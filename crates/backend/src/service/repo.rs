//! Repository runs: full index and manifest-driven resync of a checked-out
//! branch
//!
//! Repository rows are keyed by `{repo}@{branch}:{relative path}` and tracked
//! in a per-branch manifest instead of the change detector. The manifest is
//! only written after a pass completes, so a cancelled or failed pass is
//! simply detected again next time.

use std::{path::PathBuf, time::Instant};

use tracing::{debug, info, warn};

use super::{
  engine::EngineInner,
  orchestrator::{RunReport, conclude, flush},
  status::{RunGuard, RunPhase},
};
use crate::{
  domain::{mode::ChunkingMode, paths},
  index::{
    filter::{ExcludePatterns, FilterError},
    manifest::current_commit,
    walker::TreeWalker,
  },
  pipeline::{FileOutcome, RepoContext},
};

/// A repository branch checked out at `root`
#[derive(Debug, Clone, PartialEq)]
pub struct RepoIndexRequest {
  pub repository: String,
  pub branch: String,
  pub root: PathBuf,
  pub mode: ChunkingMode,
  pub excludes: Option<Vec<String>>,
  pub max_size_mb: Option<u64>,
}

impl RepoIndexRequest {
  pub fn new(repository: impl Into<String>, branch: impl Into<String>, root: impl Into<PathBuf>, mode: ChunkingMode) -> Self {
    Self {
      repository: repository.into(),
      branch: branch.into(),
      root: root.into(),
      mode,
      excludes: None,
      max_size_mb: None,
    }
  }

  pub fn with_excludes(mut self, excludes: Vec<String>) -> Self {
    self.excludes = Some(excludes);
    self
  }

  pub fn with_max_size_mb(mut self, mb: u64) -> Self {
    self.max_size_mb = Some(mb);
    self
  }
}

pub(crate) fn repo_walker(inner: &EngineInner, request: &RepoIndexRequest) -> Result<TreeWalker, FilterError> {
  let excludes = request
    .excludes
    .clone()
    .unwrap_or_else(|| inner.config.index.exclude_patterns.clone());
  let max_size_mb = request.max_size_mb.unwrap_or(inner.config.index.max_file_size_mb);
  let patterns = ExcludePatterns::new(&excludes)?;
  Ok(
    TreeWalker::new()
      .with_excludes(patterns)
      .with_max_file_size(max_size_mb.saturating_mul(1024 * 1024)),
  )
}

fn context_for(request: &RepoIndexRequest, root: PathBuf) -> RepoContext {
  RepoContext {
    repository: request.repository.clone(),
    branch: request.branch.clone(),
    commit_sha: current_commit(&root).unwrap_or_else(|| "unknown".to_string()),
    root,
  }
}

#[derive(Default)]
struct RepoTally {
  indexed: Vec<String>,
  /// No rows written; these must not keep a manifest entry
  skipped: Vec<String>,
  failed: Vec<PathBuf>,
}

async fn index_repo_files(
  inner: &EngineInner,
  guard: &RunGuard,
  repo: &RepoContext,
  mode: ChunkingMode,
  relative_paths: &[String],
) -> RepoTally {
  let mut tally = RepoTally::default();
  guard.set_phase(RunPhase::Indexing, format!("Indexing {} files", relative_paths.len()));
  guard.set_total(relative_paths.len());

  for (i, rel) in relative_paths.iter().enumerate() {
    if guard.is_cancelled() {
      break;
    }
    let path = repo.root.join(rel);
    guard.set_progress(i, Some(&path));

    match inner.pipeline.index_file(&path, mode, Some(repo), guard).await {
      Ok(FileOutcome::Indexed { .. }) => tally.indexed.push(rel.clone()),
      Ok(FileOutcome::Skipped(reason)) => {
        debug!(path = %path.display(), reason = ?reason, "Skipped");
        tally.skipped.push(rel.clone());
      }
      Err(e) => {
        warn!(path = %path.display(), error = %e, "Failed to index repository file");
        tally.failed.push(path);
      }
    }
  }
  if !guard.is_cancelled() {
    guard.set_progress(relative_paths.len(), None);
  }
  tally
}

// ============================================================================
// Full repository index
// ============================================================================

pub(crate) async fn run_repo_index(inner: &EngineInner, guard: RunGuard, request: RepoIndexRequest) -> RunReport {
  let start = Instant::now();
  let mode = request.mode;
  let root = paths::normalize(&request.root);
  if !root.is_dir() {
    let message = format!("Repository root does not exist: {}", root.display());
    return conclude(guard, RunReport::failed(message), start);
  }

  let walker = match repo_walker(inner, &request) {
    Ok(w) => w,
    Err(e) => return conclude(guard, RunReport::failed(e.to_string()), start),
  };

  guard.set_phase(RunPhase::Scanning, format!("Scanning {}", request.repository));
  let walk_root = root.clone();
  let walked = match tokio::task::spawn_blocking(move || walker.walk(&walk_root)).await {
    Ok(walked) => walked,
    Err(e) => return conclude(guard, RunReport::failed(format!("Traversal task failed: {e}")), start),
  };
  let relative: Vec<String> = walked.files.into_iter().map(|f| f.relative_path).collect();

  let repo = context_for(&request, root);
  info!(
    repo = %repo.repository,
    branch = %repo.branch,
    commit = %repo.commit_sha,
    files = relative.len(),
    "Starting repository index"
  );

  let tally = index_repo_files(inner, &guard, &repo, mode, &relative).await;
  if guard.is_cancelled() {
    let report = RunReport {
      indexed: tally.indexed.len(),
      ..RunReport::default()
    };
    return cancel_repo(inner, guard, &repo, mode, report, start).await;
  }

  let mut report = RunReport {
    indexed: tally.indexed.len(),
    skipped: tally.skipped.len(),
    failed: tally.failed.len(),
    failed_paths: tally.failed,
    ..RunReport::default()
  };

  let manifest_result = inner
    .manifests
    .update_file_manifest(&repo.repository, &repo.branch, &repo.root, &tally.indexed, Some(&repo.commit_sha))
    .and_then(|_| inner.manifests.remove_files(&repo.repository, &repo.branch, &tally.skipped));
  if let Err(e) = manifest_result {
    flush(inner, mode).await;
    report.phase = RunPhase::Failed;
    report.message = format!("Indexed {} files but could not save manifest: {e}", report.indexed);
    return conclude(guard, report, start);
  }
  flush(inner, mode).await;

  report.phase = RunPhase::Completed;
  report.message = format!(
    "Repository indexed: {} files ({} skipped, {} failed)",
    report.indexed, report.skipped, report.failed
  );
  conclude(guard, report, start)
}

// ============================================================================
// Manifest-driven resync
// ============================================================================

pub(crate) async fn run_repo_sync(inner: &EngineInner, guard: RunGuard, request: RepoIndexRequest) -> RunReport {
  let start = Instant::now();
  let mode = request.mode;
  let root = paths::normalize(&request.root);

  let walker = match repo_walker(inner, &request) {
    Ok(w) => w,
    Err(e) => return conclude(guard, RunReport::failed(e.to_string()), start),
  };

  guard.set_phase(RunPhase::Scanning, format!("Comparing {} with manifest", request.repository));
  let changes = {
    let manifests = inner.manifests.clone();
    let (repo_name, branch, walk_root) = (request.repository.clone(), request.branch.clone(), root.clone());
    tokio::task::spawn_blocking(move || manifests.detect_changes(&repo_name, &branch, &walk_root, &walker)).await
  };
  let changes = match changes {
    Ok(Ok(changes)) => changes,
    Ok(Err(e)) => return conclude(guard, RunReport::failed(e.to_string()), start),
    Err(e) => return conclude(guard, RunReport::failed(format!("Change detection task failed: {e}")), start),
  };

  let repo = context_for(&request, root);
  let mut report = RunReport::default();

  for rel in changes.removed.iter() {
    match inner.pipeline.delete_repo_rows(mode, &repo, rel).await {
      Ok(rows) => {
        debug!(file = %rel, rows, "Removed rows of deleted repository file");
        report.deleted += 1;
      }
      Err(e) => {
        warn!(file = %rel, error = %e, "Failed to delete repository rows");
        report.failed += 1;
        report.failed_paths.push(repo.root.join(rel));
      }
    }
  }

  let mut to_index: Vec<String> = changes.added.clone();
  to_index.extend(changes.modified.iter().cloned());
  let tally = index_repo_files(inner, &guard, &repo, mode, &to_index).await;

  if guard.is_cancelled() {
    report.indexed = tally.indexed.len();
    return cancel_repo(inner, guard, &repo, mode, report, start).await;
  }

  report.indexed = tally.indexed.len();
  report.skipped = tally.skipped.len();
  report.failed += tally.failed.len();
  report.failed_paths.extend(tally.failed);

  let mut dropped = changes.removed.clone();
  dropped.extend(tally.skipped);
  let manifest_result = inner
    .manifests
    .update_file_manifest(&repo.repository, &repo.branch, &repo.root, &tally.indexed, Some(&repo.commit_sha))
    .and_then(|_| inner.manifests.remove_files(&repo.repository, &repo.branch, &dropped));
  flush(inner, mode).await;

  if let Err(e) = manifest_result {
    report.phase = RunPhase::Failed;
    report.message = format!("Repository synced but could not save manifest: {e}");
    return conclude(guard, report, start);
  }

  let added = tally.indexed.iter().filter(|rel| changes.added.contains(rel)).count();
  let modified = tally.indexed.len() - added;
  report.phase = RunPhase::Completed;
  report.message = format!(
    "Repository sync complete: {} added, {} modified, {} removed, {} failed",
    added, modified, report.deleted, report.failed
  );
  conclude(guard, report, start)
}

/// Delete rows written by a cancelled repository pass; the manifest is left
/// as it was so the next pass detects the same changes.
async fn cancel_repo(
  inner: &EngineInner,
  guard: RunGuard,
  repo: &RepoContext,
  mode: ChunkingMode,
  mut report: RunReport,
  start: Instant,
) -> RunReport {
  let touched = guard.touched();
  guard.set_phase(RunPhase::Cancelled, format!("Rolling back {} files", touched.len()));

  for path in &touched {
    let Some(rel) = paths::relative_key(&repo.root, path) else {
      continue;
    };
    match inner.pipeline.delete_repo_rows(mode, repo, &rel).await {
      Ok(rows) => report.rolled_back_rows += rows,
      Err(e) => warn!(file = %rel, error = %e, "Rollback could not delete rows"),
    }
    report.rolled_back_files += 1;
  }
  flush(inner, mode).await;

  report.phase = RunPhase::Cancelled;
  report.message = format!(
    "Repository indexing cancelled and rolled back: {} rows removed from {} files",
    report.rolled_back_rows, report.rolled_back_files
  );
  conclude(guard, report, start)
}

___

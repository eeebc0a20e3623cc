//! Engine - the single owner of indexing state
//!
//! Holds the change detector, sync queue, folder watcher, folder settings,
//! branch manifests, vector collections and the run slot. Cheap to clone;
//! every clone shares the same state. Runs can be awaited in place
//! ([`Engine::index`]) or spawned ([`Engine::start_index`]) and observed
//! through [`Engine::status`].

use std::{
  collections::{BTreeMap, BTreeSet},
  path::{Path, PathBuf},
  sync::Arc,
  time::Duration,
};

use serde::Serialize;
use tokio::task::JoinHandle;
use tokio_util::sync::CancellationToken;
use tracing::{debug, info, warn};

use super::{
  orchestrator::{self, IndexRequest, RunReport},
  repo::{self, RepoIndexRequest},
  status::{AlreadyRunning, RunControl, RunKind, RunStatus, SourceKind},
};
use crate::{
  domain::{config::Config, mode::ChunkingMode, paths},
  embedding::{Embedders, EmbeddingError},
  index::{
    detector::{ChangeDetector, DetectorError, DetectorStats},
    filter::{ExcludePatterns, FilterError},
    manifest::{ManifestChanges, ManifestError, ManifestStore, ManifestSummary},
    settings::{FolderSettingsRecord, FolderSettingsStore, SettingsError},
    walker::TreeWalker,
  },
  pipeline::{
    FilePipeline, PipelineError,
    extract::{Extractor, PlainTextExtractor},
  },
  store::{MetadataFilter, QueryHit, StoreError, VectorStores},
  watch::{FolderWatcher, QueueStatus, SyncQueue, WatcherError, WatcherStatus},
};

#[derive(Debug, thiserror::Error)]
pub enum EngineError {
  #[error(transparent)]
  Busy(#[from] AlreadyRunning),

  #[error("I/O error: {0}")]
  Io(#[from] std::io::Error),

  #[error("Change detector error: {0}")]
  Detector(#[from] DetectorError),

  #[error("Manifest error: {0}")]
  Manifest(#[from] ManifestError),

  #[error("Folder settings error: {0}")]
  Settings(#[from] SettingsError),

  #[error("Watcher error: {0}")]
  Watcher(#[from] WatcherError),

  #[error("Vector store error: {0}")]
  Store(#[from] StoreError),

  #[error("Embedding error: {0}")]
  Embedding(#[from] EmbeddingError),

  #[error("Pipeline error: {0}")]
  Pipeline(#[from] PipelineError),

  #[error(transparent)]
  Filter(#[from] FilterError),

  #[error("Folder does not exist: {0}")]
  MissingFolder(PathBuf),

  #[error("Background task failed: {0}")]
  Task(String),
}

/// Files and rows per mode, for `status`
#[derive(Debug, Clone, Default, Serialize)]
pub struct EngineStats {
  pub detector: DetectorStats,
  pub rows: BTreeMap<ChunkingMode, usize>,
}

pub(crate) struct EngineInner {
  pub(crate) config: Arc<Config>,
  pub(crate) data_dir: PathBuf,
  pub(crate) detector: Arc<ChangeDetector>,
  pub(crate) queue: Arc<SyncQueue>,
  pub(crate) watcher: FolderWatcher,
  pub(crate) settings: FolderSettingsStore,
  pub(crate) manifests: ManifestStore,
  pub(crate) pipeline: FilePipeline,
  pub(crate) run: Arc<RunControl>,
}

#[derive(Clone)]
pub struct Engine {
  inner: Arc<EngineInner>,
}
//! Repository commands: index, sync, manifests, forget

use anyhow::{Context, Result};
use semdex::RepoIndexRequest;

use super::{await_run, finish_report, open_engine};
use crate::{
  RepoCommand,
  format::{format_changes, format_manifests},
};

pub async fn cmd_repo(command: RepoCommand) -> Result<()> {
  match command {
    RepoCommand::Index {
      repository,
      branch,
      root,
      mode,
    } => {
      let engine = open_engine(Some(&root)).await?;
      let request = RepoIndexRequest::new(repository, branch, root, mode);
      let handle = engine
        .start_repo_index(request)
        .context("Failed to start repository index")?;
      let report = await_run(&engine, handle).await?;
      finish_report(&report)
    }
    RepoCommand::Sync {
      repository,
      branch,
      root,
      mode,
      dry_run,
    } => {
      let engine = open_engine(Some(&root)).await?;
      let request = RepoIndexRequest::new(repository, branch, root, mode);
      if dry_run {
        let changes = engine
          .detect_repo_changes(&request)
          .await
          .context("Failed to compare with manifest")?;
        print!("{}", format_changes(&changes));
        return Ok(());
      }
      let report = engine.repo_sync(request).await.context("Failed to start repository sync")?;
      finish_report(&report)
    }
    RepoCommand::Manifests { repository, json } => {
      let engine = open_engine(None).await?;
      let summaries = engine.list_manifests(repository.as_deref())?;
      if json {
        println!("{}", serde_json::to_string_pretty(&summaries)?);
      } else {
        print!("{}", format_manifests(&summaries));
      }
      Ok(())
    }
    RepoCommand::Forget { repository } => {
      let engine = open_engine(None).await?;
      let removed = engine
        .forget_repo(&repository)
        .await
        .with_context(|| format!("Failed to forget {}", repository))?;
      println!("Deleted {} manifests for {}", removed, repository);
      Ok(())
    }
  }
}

___

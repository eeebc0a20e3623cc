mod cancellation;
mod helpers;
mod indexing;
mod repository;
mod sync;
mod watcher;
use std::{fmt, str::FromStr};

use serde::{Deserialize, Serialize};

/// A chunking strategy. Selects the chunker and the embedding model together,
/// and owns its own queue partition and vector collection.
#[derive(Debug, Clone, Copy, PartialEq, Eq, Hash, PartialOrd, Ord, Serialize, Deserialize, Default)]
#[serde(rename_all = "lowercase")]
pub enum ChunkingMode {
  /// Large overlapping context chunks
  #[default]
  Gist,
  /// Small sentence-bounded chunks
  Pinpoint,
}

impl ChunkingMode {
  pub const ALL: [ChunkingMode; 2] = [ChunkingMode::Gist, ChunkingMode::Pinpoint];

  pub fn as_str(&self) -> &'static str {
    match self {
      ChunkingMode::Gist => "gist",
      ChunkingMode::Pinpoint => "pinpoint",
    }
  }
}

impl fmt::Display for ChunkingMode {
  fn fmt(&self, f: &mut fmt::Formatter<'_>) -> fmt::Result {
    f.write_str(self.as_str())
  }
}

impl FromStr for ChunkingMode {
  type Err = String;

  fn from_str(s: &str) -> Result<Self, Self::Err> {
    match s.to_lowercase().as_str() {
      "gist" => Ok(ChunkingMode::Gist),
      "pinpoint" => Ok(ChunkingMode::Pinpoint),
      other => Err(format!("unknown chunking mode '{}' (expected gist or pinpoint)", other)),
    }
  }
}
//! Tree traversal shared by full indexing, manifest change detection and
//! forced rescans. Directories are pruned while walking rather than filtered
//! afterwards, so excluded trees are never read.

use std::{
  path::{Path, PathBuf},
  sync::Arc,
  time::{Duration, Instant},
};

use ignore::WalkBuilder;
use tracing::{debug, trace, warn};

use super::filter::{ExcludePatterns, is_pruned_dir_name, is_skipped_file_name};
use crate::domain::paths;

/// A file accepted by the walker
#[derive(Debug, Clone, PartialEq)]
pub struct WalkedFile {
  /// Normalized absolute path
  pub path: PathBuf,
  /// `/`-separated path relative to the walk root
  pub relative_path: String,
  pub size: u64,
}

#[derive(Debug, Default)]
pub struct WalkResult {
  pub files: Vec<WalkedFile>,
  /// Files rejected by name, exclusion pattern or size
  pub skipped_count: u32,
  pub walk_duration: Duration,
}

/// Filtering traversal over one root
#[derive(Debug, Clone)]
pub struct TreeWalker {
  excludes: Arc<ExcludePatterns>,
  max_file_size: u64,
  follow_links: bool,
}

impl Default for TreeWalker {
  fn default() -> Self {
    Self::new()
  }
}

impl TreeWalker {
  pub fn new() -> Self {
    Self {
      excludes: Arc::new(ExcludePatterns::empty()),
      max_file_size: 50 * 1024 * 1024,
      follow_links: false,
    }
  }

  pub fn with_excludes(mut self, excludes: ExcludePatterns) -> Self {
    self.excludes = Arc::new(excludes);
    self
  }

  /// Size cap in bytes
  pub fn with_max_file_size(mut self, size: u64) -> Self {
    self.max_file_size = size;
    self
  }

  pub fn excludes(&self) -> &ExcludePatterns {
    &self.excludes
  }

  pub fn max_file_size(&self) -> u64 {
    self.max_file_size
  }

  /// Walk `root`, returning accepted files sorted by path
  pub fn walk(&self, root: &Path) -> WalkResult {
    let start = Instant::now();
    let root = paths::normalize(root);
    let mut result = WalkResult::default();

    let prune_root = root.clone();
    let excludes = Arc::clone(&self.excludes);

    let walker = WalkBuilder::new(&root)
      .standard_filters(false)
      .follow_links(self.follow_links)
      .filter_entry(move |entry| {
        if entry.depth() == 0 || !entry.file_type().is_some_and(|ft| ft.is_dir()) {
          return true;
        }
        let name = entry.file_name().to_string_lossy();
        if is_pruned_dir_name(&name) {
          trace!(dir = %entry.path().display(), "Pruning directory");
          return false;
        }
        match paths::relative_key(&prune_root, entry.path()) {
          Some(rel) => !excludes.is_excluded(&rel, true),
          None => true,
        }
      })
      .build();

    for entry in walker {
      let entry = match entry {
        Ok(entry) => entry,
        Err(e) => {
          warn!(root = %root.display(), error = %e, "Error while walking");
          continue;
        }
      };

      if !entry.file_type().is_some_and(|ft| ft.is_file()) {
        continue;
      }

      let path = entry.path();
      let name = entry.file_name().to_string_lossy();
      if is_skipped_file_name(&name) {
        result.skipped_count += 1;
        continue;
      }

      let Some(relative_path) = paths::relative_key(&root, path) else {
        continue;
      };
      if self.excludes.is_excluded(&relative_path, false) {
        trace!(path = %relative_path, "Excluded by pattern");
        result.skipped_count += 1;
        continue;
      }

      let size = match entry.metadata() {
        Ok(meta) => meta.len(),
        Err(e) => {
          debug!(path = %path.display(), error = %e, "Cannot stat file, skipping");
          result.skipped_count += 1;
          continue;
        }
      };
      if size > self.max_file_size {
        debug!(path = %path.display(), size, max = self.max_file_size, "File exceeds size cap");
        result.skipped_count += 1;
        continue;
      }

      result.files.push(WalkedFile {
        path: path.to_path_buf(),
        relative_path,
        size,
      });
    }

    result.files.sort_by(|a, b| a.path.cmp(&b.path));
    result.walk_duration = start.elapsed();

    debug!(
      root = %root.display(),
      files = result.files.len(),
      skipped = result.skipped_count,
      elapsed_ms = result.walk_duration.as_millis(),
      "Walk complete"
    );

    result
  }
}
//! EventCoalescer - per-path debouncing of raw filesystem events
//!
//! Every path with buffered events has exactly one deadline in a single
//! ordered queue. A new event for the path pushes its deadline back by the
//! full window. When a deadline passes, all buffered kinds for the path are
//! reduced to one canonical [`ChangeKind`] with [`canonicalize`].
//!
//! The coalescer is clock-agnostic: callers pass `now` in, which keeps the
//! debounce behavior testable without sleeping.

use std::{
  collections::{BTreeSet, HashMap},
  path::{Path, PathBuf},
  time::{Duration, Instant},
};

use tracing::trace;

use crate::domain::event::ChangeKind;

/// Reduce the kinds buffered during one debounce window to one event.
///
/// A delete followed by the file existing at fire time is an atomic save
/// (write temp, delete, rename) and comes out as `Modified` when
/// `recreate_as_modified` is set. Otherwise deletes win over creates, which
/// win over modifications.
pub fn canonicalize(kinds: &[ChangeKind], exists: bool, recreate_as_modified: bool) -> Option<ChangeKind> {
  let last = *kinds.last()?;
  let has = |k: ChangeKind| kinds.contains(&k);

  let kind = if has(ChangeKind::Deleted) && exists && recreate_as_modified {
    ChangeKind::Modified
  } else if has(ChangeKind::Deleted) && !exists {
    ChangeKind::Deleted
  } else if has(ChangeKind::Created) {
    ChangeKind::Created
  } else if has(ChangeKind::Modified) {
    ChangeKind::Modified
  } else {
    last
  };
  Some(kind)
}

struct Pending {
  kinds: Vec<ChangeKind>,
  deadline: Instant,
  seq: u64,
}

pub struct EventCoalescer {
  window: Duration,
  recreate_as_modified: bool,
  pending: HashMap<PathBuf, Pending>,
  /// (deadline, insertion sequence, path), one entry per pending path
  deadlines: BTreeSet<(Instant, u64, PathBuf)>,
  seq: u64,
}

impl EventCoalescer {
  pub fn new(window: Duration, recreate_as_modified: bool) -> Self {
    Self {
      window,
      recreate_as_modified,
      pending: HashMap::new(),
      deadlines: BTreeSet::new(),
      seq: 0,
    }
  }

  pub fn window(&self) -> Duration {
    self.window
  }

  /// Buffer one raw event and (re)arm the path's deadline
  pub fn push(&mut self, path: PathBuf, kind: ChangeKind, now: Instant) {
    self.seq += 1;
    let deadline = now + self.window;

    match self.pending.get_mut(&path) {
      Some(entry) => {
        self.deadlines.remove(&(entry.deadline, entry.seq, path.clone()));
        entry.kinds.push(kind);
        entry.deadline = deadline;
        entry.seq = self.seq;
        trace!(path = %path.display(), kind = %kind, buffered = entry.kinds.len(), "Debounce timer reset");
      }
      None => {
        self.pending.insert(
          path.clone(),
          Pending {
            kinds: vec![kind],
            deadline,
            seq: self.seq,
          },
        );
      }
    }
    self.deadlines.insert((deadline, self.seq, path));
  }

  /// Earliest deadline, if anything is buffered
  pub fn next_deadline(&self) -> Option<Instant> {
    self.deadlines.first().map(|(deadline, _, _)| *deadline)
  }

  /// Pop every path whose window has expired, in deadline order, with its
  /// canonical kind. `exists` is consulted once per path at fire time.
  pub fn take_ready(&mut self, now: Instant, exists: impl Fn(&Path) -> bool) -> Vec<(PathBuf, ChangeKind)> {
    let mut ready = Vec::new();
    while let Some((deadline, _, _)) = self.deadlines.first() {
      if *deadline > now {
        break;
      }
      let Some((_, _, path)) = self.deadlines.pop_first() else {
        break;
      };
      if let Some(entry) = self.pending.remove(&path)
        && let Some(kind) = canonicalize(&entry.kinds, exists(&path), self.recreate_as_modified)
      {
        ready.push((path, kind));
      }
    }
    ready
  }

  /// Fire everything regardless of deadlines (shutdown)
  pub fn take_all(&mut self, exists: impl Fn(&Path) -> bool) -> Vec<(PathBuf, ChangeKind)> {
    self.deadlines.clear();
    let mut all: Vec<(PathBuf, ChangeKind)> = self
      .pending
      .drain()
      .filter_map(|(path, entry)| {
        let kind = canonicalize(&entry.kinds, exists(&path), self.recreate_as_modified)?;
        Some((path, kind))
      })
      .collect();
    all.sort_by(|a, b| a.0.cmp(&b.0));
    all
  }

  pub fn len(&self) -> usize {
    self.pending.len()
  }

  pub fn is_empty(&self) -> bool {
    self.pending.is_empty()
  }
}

___

• _REQUIREMENT_:
A complete answer reproduces every line of the records in which the word "tracing" occurs.

• _ANSWER BELOW_:
use tracing::{debug, info, warn};
use tracing::{debug, info, warn};
use tracing::{debug, trace, warn};
use tracing::trace;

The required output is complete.